That's not impressive. It's weird. It's a David Blaine stunt. That's not the right way to learn things. All right. So hopefully that's a relief for this person asking the question and not like an accusation, but I've seen these things. It's a whole thing. Like it's time-lapse videos of people just studying like ridiculous hours.

And I guess it's supposed to be impressive or something like that. But the video is getting a lot of views. Yeah, maybe we should do it. Yeah, we should do. I would be, I can't see, look, I'm lazy. That's why I do all this like focus and be organized because I can't just like grind it out or whatever.

So it'd be a pretty, pretty boring video. Well, you have 17 jobs. I don't think you're lazy, but you just have a lot of those things. I just, I'm not a good grinder. Yeah. All right. What do we got here? Next question. The next question is about embracing boredom.

Howdy, Cal. Erica here. I've been listening to some of your older episodes again, and you would talk about boredom at times. I'm curious how you are bored. You read a phone book, watch clouds in the sky. I'm kidding. But I am curious about what you do to be bored so that way you can embrace the boredom as opposed to feel like you want to climb up walls and escape.

Love your work. Thanks a lot. Take care. Bye. I'm curious about this, but have you heard of these podcasts, Jesse, where it's people reading the phone book? No. They're popular. They're popular. So my wife and I were listening to an NPR thing that was talking about these podcasts. Like this is a real thing.

You could probably find one if you search. Like it'll read from a phone book for like a couple hours. And with like a nice voice, a good mic. And NPR was trying to argue this long, complicated argument about like overstimulation and blah, blah, blah. And no, it's people trying to fall asleep.

So some people like to hear just a voice just kind of reading. There's no actual, the content triggers nothing in your brain, but you're just kind of like hearing it. And for some people find it relaxing. So there's like a lot of these podcasts. I mean, some of it might be ASMR too, but there's a lot of these podcasts and it's really just people reading.
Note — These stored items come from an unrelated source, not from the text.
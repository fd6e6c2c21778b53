/*
MIT License

Copyright (c) 2026 Raja Lehtihet and Wael El Oraiby

Permission is hereby granted, free of charge, to any person obtaining a copy
of this software and associated documentation files (the "Software"), to deal
in the Software without restriction, including without limitation the rights
to use, copy, modify, merge, publish, distribute, sublicense, and/or sell
copies of the Software, and to permit persons to whom the Software is
furnished to do so, subject to the following conditions:

The above copyright notice and this permission notice shall be included in all
copies or substantial portions of the Software.

THE SOFTWARE IS PROVIDED "AS IS", WITHOUT WARRANTY OF ANY KIND, EXPRESS OR
IMPLIED, INCLUDING BUT NOT LIMITED TO THE WARRANTIES OF MERCHANTABILITY,
FITNESS FOR A PARTICULAR PURPOSE AND NONINFRINGEMENT. IN NO EVENT SHALL THE
AUTHORS OR COPYRIGHT HOLDERS BE LIABLE FOR ANY CLAIM, DAMAGES OR OTHER
LIABILITY, WHETHER IN AN ACTION OF CONTRACT, TORT OR OTHERWISE, ARISING FROM,
OUT OF OR IN CONNECTION WITH THE SOFTWARE OR THE USE OR OTHER DEALINGS IN THE
SOFTWARE.
*/

use clap::Parser;
use solve_dsl::cli::{self, args::CliArgs};
use std::process::ExitCode;
use tracing_subscriber::EnvFilter;

fn main() -> ExitCode {
    let args = CliArgs::parse();
    init_tracing(args.verbose);

    let stdout = std::io::stdout();
    match cli::run(&args, &mut stdout.lock()) {
        Ok(true) => ExitCode::SUCCESS,
        // Some clause does not hold under the given assignment.
        Ok(false) => ExitCode::from(2),
        Err(err) => {
            eprintln!("error: {err}");
            ExitCode::FAILURE
        }
    }
}

/// Logs go to stderr; `-v` wins over `RUST_LOG`, which wins over `warn`.
fn init_tracing(verbose: u8) {
    let filter = match verbose {
        0 => EnvFilter::try_from_default_env().unwrap_or_else(|_| EnvFilter::new("warn")),
        1 => EnvFilter::new("debug"),
        _ => EnvFilter::new("trace"),
    };
    tracing_subscriber::fmt()
        .with_env_filter(filter)
        .with_writer(std::io::stderr)
        .init();
}
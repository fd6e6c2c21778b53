/*
MIT License

Copyright (c) 2026 Raja Lehtihet and Wael El Oraiby

Permission is hereby granted, free of charge, to any person obtaining a copy
of this software and associated documentation files (the "Software"), to deal
in the Software without restriction, including without limitation the rights
to use, copy, modify, merge, publish, distribute, sublicense, and/or sell
copies of the Software, and to permit persons to whom the Software is
furnished to do so, subject to the following conditions:

The above copyright notice and this permission notice shall be included in all
copies or substantial portions of the Software.

THE SOFTWARE IS PROVIDED "AS IS", WITHOUT WARRANTY OF ANY KIND, EXPRESS OR
IMPLIED, INCLUDING BUT NOT LIMITED TO THE WARRANTIES OF MERCHANTABILITY,
FITNESS FOR A PARTICULAR PURPOSE AND NONINFRINGEMENT. IN NO EVENT SHALL THE
AUTHORS OR COPYRIGHT HOLDERS BE LIABLE FOR ANY CLAIM, DAMAGES OR OTHER
LIABILITY, WHETHER IN AN ACTION OF CONTRACT, TORT OR OTHERWISE, ARISING FROM,
OUT OF OR IN CONNECTION WITH THE SOFTWARE OR THE USE OR OTHER DEALINGS IN THE
SOFTWARE.
*/

//! Syntax errors surfaced at the crate boundary.
//!
//! Inside the grammar a failed parse is just `None`. Only the top-level entry
//! points turn that into a [`SyntaxError`]. No line/column is computed: the
//! combinator engine carries no positions.

use thiserror::Error;

const PREVIEW_CHARS: usize = 24;

/// Input rejected by the grammar.
#[derive(Debug, Clone, PartialEq, Eq, Error)]
pub enum SyntaxError {
    /// The top-level parser failed.
    #[error("input does not match the language")]
    NoMatch,
    /// The top-level parser succeeded but left non-whitespace input behind.
    #[error("input does not match the language: unexpected trailing input `{}`", preview(.rest))]
    TrailingInput {
        /// Unconsumed input, leading whitespace stripped.
        rest: String,
    },
}

/// Shortens long trailing input for display.
fn preview(rest: &str) -> String {
    if rest.chars().count() <= PREVIEW_CHARS {
        return rest.to_string();
    }
    let head: String = rest.chars().take(PREVIEW_CHARS).collect();
    format!("{head}...")
}

#[cfg(test)]
mod tests {
    use super::*;

    #[test]
    fn trailing_input_preview_is_truncated() {
        let err = SyntaxError::TrailingInput {
            rest: "x".repeat(40),
        };
        let text = err.to_string();
        assert!(text.starts_with("input does not match the language"));
        assert!(text.ends_with("...`"));
        assert!(text.contains(&"x".repeat(PREVIEW_CHARS)));
        assert!(!text.contains(&"x".repeat(PREVIEW_CHARS + 1)));
    }

    #[test]
    fn short_trailing_input_is_shown_verbatim() {
        let err = SyntaxError::TrailingInput {
            rest: "= 1.".to_string(),
        };
        assert_eq!(
            err.to_string(),
            "input does not match the language: unexpected trailing input `= 1.`"
        );
    }
}
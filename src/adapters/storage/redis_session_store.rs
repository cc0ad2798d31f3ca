//! Redis-backed session store for multi-server deployments.
//!
//! Each session is a JSON string under `{prefix}:{user}` with `EX ttl`.
//! Writes go through a Lua script that compares the stored version with
//! the expected one and sets the new value atomically.

use async_trait::async_trait;
use redis::aio::MultiplexedConnection;
use redis::{AsyncCommands, Script};
use std::time::Duration;

use crate::domain::foundation::UserKey;
use crate::domain::intake::Session;
use crate::ports::{SessionStore, SessionStoreError};

/// Compare-and-set on the `version` field of the stored JSON.
///
/// Returns `{1, new_version}` on success, `{0, found}` on conflict where
/// `found` is -1 when no session is stored.
const CAS_SCRIPT: &str = r#"
local current = redis.call('GET', KEYS[1])
local expected = tonumber(ARGV[1])
local found = -1
if current then
  found = tonumber(cjson.decode(current)['version']) or 0
end
if (current and found ~= expected) or ((not current) and expected ~= 0) then
  return {0, found}
end
redis.call('SET', KEYS[1], ARGV[2], 'EX', tonumber(ARGV[3]))
return {1, expected + 1}
"#;

/// Redis-backed session store.
#[derive(Clone)]
pub struct RedisSessionStore {
    conn: MultiplexedConnection,
    key_prefix: String,
    cas: Script,
}

impl RedisSessionStore {
    /// Create a store over an existing connection.
    pub fn new(conn: MultiplexedConnection, key_prefix: impl Into<String>) -> Self {
        Self {
            conn,
            key_prefix: key_prefix.into(),
            cas: Script::new(CAS_SCRIPT),
        }
    }

    /// Open a multiplexed connection and create a store over it.
    pub async fn connect(url: &str, key_prefix: impl Into<String>) -> Result<Self, SessionStoreError> {
        let client = redis::Client::open(url)
            .map_err(|e: redis::RedisError| SessionStoreError::Unavailable(e.to_string()))?;
        let conn = client
            .get_multiplexed_tokio_connection()
            .await
            .map_err(|e: redis::RedisError| SessionStoreError::Unavailable(e.to_string()))?;
        Ok(Self::new(conn, key_prefix))
    }

    fn key_for(&self, user: &UserKey) -> String {
        session_key(&self.key_prefix, user)
    }
}

fn session_key(prefix: &str, user: &UserKey) -> String {
    format!("{}:{}", prefix, user.as_str())
}

#[async_trait]
impl SessionStore for RedisSessionStore {
    async fn get(&self, user: &UserKey) -> Result<Option<Session>, SessionStoreError> {
        let mut conn = self.conn.clone();
        let raw: Option<String> = conn
            .get(self.key_for(user))
            .await
            .map_err(|e: redis::RedisError| SessionStoreError::Unavailable(e.to_string()))?;

        raw.map(|json| {
            serde_json::from_str::<Session>(&json)
                .map_err(|e| SessionStoreError::DeserializationFailed(e.to_string()))
        })
        .transpose()
    }

    async fn put(
        &self,
        user: &UserKey,
        session: &Session,
        ttl: Duration,
    ) -> Result<u64, SessionStoreError> {
        let expected = session.version;
        let mut stored = session.clone();
        stored.version = expected + 1;
        let json = serde_json::to_string(&stored)
            .map_err(|e| SessionStoreError::SerializationFailed(e.to_string()))?;

        let mut conn = self.conn.clone();
        let (ok, version): (i64, i64) = self
            .cas
            .key(self.key_for(user))
            .arg(expected)
            .arg(json)
            .arg(ttl.as_secs().max(1))
            .invoke_async(&mut conn)
            .await
            .map_err(|e: redis::RedisError| SessionStoreError::Unavailable(e.to_string()))?;

        if ok == 1 {
            Ok(version as u64)
        } else {
            Err(SessionStoreError::VersionConflict {
                user: user.clone(),
                expected,
                found: u64::try_from(version).ok(),
            })
        }
    }

    async fn delete(&self, user: &UserKey) -> Result<(), SessionStoreError> {
        let mut conn = self.conn.clone();
        conn.del::<_, ()>(self.key_for(user))
            .await
            .map_err(|e: redis::RedisError| SessionStoreError::Unavailable(e.to_string()))
    }
}
//! Table-driven PermissionChecker: role -> record type -> operations.
//!
//! A grant on record type `*` applies to every record type. Tables are built
//! in code with [`RolePermissionChecker::grant`] or loaded from YAML:
//!
//! ```yaml
//! roles:
//!   Sales User:
//!     Sales Order: [read, create]
//!     Customer: [read]
//!   System Manager:
//!     "*": [read, create, write, delete]
//! ```

use async_trait::async_trait;
use serde::Deserialize;
use std::collections::{HashMap, HashSet};
use std::path::Path;

use crate::domain::foundation::Actor;
use crate::domain::schema::RecordType;
use crate::ports::{Operation, PermissionChecker, PermissionError};

const ANY_RECORD_TYPE: &str = "*";

/// Errors raised while loading a role table
#[derive(Debug, thiserror::Error)]
pub enum RoleTableError {
    #[error("Failed to read role table {path}: {reason}")]
    Io { path: String, reason: String },

    #[error("Failed to parse role table: {0}")]
    Parse(String),
}

#[derive(Debug, Deserialize)]
struct RoleTableFile {
    #[serde(default)]
    roles: HashMap<String, HashMap<String, Vec<Operation>>>,
}

/// Grants permissions to roles.
#[derive(Debug, Clone, Default)]
pub struct RolePermissionChecker {
    grants: HashMap<String, HashMap<String, HashSet<Operation>>>,
}

impl RolePermissionChecker {
    pub fn new() -> Self {
        Self::default()
    }

    /// Load a role table from a YAML file.
    pub fn load(path: impl AsRef<Path>) -> Result<Self, RoleTableError> {
        let path = path.as_ref();
        let yaml = std::fs::read_to_string(path).map_err(|e| RoleTableError::Io {
            path: path.display().to_string(),
            reason: e.to_string(),
        })?;
        Self::from_yaml_str(&yaml)
    }

    /// Parse a role table from YAML text.
    pub fn from_yaml_str(yaml: &str) -> Result<Self, RoleTableError> {
        let file: RoleTableFile =
            serde_yaml::from_str(yaml).map_err(|e| RoleTableError::Parse(e.to_string()))?;

        let checker = file
            .roles
            .iter()
            .flat_map(|(role, by_type)| {
                by_type
                    .iter()
                    .map(move |(record_type, ops)| (role, record_type, ops))
            })
            .fold(Self::new(), |checker, (role, record_type, ops)| {
                checker.grant(role, record_type, ops)
            });
        Ok(checker)
    }

    /// Grants `operations` on `record_type` (or `*`) to `role`.
    pub fn grant(mut self, role: &str, record_type: &str, operations: &[Operation]) -> Self {
        self.grants
            .entry(role.to_lowercase())
            .or_default()
            .entry(record_type.to_lowercase())
            .or_default()
            .extend(operations.iter().copied());
        self
    }

    fn allows(&self, role: &str, record_type: &RecordType, operation: Operation) -> bool {
        let Some(by_type) = self.grants.get(&role.to_lowercase()) else {
            return false;
        };
        [record_type.as_str().to_lowercase(), ANY_RECORD_TYPE.to_string()]
            .iter()
            .filter_map(|key| by_type.get(key))
            .any(|ops| ops.contains(&operation))
    }
}

#[async_trait]
impl PermissionChecker for RolePermissionChecker {
    async fn can(
        &self,
        actor: &Actor,
        record_type: &RecordType,
        operation: Operation,
    ) -> Result<bool, PermissionError> {
        Ok(actor
            .roles
            .iter()
            .any(|role| self.allows(role, record_type, operation)))
    }
}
Which, by the way, would be much easier for us to produce. All this nonsense. I mean, I'd still have you in the studio. So we would just cut to you. I would just be reading names. Like I could still make my 200K a month. Exactly. I'd be like Erica, Alex, Donald, Jesse.

What do you think? You'd be like, good names, good names. Then I would just go back and keep reading names. It'd be easier. But what was the question? How do I embrace boredom? Okay. So here's the thing about boredom. I'm not a boredom booster. So I argue in deep work embrace boredom, but I don't argue like, let's go seek out staring at the wall and that like we're going to get inside or whatever.

As Erica was hinting at here, the reason why I think you should become comfortable and familiar with boredom is that otherwise your mind is going to demand stimuli. When you're doing something like deep work, which is devoid of a lot of diverse stimuli, just doing the same thing, it'll be comfortable with it.

And if you're not, if you always look at your phone when you're bored, your mind won't tolerate the lack of stimuli and doing something like deep work. But here's the thing. My answer is hidden in like my solution is hidden in that answer. Like the reason why I say embrace boredom is so that when you're doing deep work, which is boring, you won't feel that urge to look at something else.

So that means the type of quote unquote boredom I seek is actually just doing monofocus things that can be of value and have interest, but just aren't super stimuli that don't have a lot of stimuli. Right. So just reading for a long time, it can be really interesting, but then there's also parts of your mind's like, can we look at something else?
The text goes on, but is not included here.